[DATA PROVIDED]
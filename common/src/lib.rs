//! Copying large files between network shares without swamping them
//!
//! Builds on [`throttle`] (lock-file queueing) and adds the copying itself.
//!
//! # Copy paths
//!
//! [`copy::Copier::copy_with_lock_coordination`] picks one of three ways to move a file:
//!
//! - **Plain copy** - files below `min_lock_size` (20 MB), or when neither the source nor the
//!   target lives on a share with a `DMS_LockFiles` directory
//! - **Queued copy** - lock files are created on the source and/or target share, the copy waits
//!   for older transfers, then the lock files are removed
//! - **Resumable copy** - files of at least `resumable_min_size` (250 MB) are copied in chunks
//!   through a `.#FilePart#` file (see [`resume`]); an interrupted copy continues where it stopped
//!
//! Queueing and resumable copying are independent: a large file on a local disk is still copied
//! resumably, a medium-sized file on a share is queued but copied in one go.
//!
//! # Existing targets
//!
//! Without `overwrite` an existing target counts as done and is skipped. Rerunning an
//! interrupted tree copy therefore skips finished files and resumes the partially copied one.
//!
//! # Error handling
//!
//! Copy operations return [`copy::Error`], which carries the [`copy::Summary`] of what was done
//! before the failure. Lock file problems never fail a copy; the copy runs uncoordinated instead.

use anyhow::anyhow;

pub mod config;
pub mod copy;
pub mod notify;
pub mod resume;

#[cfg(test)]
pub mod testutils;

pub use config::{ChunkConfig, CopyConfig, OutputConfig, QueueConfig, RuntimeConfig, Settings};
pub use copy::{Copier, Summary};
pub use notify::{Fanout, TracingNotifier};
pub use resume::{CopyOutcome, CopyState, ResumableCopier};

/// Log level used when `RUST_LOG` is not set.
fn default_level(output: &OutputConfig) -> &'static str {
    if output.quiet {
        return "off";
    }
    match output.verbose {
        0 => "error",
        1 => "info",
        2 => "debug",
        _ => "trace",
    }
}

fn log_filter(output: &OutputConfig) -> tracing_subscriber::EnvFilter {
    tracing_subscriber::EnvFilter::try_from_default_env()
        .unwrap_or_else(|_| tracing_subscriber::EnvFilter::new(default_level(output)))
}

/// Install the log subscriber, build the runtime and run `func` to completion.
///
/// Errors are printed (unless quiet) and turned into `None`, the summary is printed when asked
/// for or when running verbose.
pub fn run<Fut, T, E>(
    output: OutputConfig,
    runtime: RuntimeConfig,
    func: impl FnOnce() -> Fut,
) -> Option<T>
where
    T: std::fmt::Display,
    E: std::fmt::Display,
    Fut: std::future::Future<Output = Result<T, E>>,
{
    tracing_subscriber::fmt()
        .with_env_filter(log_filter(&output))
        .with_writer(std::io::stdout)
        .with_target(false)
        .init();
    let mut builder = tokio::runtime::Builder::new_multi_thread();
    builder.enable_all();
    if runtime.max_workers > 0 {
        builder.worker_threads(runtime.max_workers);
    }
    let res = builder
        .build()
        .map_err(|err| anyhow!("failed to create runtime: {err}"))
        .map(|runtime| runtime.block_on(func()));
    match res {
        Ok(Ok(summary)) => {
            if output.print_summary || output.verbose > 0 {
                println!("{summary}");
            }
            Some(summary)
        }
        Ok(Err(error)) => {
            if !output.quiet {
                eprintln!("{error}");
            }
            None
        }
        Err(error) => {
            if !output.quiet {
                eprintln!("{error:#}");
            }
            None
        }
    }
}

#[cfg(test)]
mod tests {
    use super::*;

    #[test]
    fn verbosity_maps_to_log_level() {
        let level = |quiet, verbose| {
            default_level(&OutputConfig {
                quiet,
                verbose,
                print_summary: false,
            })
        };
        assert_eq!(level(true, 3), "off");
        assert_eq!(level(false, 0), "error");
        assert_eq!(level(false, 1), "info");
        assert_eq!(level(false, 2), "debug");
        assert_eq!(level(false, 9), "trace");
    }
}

==

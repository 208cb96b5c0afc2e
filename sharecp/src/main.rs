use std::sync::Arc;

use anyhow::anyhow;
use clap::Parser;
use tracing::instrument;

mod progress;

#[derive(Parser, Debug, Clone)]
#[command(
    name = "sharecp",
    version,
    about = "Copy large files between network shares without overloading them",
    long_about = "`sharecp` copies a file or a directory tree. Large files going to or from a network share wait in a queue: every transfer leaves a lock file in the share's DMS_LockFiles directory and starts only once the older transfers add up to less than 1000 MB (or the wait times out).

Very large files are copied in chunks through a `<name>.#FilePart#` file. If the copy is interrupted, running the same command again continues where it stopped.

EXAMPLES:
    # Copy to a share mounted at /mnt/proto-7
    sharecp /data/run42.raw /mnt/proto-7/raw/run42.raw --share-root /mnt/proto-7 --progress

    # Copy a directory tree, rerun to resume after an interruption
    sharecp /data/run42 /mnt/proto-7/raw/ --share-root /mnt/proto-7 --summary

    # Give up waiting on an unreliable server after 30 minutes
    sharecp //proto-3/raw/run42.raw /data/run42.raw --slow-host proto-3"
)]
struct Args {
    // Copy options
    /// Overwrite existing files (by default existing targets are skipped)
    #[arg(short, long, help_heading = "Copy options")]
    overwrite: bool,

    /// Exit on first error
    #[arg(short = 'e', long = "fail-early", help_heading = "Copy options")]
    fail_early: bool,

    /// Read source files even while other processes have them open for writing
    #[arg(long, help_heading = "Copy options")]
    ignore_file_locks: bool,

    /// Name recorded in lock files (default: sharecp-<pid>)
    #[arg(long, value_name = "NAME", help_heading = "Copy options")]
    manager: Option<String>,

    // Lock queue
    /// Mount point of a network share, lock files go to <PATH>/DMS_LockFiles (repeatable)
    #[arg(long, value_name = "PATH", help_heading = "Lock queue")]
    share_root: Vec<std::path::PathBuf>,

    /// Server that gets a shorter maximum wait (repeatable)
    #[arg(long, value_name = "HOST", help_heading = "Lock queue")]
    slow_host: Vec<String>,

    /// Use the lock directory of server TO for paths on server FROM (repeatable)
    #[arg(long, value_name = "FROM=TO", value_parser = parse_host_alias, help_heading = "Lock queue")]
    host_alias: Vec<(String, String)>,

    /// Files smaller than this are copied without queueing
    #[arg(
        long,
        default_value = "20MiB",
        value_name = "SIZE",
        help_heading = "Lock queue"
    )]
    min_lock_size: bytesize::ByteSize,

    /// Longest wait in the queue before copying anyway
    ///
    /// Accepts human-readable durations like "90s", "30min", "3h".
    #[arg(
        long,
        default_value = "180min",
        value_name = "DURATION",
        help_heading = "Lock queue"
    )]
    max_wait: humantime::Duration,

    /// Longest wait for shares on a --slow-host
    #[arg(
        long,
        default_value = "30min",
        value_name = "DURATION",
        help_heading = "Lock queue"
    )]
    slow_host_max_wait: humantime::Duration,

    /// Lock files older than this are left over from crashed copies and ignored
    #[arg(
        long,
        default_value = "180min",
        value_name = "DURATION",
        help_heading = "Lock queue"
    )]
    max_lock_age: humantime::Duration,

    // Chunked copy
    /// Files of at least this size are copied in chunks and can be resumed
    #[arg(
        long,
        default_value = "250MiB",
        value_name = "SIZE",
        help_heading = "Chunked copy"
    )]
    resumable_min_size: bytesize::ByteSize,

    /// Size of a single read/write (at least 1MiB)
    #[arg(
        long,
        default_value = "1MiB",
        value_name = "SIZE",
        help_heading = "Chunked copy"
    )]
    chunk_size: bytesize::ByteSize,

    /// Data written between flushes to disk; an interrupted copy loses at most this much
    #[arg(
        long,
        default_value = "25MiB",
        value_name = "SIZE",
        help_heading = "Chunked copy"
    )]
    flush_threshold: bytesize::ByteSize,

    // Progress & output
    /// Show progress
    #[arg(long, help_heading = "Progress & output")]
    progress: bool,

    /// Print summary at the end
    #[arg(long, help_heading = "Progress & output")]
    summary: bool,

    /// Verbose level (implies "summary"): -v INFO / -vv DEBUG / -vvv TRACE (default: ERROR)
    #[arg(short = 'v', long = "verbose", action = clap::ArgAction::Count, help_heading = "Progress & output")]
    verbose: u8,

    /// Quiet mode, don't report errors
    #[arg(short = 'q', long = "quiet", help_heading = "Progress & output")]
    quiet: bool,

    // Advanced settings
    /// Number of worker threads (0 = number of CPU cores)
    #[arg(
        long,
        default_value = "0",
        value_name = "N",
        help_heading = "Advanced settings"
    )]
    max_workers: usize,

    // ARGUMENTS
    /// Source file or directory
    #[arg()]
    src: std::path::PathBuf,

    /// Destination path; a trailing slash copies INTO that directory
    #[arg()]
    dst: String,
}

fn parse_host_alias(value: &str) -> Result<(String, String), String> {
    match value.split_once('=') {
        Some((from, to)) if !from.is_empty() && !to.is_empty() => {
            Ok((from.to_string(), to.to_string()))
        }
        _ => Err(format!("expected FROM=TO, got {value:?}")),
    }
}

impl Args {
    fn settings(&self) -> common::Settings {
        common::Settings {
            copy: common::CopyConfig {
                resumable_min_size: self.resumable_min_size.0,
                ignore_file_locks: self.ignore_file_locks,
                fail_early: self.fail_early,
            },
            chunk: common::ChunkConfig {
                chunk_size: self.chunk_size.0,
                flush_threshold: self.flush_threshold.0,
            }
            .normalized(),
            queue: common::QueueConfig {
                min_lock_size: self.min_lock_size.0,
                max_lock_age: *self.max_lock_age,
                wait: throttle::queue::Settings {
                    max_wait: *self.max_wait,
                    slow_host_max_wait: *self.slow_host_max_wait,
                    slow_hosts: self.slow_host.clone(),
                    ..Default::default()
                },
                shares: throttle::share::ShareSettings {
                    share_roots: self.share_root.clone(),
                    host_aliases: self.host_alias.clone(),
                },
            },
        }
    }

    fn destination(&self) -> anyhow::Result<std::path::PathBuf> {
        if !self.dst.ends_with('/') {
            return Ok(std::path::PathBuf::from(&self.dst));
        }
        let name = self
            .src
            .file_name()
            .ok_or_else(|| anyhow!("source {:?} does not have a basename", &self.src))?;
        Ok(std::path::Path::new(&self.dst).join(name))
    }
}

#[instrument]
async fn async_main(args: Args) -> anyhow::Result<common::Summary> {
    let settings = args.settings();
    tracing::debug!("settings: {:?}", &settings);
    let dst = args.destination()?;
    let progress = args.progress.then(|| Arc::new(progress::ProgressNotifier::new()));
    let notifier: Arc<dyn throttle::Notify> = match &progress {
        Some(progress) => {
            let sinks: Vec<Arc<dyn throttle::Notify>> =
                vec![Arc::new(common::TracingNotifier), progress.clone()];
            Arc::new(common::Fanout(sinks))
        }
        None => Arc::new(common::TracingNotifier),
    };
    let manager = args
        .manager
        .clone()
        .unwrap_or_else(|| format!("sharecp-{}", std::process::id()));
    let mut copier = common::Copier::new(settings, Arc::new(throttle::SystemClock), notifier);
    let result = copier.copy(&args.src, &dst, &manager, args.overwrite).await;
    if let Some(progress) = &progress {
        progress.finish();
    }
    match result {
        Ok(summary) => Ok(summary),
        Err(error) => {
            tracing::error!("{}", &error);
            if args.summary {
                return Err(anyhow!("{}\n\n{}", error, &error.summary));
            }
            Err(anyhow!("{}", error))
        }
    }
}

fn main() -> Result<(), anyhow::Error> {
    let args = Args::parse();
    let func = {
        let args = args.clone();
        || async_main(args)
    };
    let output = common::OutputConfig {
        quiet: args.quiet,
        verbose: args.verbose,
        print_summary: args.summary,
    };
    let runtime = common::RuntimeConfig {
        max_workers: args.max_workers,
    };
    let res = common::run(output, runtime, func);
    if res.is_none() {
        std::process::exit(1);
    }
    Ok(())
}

* * *

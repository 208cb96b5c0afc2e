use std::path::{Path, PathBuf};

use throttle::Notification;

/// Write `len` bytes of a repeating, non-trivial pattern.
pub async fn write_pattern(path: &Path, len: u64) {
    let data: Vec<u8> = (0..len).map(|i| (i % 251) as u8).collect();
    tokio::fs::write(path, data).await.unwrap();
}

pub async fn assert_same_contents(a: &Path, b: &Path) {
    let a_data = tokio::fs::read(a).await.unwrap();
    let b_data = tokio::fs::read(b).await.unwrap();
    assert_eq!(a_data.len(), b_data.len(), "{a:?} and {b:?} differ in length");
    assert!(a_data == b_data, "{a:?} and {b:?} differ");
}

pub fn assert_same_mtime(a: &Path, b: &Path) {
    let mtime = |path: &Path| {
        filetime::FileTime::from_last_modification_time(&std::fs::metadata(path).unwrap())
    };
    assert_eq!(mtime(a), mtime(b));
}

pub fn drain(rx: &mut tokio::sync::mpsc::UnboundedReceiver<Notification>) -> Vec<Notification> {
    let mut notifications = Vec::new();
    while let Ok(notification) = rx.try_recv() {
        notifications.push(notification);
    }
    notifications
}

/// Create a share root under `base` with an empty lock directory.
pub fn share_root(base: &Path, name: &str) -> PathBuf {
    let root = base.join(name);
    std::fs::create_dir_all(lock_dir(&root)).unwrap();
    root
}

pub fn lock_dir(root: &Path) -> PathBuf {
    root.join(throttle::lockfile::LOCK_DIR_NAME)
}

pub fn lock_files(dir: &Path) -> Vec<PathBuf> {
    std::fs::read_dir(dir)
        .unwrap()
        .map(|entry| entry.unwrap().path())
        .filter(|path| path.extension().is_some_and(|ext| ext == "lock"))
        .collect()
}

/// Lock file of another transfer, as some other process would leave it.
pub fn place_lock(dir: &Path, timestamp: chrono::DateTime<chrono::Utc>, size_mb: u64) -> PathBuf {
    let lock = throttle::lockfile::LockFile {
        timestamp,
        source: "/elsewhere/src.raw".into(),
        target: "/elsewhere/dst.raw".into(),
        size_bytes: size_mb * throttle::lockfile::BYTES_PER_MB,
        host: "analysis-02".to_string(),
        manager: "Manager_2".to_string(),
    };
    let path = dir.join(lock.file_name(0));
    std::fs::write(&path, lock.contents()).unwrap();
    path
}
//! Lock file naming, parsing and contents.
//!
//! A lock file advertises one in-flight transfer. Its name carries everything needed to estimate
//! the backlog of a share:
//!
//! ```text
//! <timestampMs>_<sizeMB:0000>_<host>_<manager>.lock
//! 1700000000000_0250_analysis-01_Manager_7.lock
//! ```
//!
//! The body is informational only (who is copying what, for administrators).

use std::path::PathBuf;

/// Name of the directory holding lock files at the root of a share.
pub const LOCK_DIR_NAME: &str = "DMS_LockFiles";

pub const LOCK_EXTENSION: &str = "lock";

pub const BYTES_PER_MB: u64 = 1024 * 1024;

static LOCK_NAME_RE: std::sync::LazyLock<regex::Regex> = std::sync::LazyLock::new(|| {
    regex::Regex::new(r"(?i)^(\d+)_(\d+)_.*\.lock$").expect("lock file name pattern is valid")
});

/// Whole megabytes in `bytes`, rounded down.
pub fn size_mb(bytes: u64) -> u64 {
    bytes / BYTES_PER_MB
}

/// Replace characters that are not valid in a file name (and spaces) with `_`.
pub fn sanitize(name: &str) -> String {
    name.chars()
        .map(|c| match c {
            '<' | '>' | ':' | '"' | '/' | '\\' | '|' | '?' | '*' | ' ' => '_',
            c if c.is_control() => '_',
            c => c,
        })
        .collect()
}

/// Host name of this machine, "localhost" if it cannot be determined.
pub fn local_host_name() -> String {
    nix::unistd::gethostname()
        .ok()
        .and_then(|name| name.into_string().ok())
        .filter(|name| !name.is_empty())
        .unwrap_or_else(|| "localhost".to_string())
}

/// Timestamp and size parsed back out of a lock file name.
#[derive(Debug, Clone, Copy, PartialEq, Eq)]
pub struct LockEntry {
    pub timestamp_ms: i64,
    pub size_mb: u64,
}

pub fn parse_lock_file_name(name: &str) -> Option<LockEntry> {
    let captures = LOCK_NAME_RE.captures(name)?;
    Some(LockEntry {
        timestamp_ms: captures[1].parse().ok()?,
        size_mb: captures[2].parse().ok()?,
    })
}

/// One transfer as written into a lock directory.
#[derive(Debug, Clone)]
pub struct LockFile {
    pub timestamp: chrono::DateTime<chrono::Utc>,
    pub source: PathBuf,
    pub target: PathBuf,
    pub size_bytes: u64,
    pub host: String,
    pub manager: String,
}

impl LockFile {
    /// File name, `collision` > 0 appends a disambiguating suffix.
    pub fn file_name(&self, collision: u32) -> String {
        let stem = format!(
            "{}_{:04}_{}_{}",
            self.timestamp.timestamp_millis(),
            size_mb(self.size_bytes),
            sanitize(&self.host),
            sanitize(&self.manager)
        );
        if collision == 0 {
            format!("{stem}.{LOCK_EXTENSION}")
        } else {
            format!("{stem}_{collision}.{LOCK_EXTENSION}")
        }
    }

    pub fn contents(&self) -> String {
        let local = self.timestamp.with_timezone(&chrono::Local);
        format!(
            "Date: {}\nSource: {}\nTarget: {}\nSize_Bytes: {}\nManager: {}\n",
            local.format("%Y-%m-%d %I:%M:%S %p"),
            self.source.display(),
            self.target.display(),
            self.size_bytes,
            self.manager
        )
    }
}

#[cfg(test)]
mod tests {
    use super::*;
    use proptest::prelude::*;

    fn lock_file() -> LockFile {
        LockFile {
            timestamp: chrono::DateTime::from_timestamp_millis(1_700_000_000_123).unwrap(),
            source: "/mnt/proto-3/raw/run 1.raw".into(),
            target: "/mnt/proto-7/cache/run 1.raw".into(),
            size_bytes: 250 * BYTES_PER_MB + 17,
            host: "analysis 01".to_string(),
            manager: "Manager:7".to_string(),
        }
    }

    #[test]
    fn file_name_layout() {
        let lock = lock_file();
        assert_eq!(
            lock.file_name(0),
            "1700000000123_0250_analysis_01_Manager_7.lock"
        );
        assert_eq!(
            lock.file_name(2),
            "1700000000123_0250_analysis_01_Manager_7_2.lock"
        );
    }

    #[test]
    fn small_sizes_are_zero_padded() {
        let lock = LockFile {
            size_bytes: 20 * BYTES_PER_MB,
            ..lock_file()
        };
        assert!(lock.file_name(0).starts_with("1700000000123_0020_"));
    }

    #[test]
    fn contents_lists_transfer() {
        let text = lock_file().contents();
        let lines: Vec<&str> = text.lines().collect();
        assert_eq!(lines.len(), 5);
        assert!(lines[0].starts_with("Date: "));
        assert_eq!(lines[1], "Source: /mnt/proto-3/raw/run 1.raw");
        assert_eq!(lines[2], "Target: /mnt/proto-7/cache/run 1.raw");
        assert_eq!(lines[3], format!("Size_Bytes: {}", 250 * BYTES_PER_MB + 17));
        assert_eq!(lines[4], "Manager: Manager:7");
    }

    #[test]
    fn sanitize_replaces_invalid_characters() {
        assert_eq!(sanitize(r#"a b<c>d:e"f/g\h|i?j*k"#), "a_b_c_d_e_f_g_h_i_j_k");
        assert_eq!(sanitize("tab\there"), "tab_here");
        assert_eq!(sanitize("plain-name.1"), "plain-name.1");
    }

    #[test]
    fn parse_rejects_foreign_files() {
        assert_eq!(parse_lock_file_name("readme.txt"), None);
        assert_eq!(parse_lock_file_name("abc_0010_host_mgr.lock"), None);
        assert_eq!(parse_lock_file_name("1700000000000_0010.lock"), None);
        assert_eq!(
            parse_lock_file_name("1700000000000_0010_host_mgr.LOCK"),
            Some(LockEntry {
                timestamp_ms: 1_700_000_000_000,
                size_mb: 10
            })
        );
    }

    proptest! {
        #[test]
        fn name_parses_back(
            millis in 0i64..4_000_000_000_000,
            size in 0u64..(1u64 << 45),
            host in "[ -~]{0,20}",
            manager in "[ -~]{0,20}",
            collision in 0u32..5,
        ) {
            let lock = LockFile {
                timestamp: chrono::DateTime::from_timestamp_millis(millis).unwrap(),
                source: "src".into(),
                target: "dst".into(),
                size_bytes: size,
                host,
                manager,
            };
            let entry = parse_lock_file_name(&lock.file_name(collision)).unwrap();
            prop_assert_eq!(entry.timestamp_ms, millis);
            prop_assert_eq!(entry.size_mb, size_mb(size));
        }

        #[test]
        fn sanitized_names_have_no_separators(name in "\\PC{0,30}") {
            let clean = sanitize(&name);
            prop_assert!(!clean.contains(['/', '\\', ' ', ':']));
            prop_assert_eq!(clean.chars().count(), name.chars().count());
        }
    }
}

[AIM OF THE EXERCISE] Return every line in the listing that contains the word "TracingNotifier".

[THE ANSWER]
pub use notify::{Fanout, TracingNotifier};
                vec![Arc::new(common::TracingNotifier), progress.clone()];
        None => Arc::new(common::TracingNotifier),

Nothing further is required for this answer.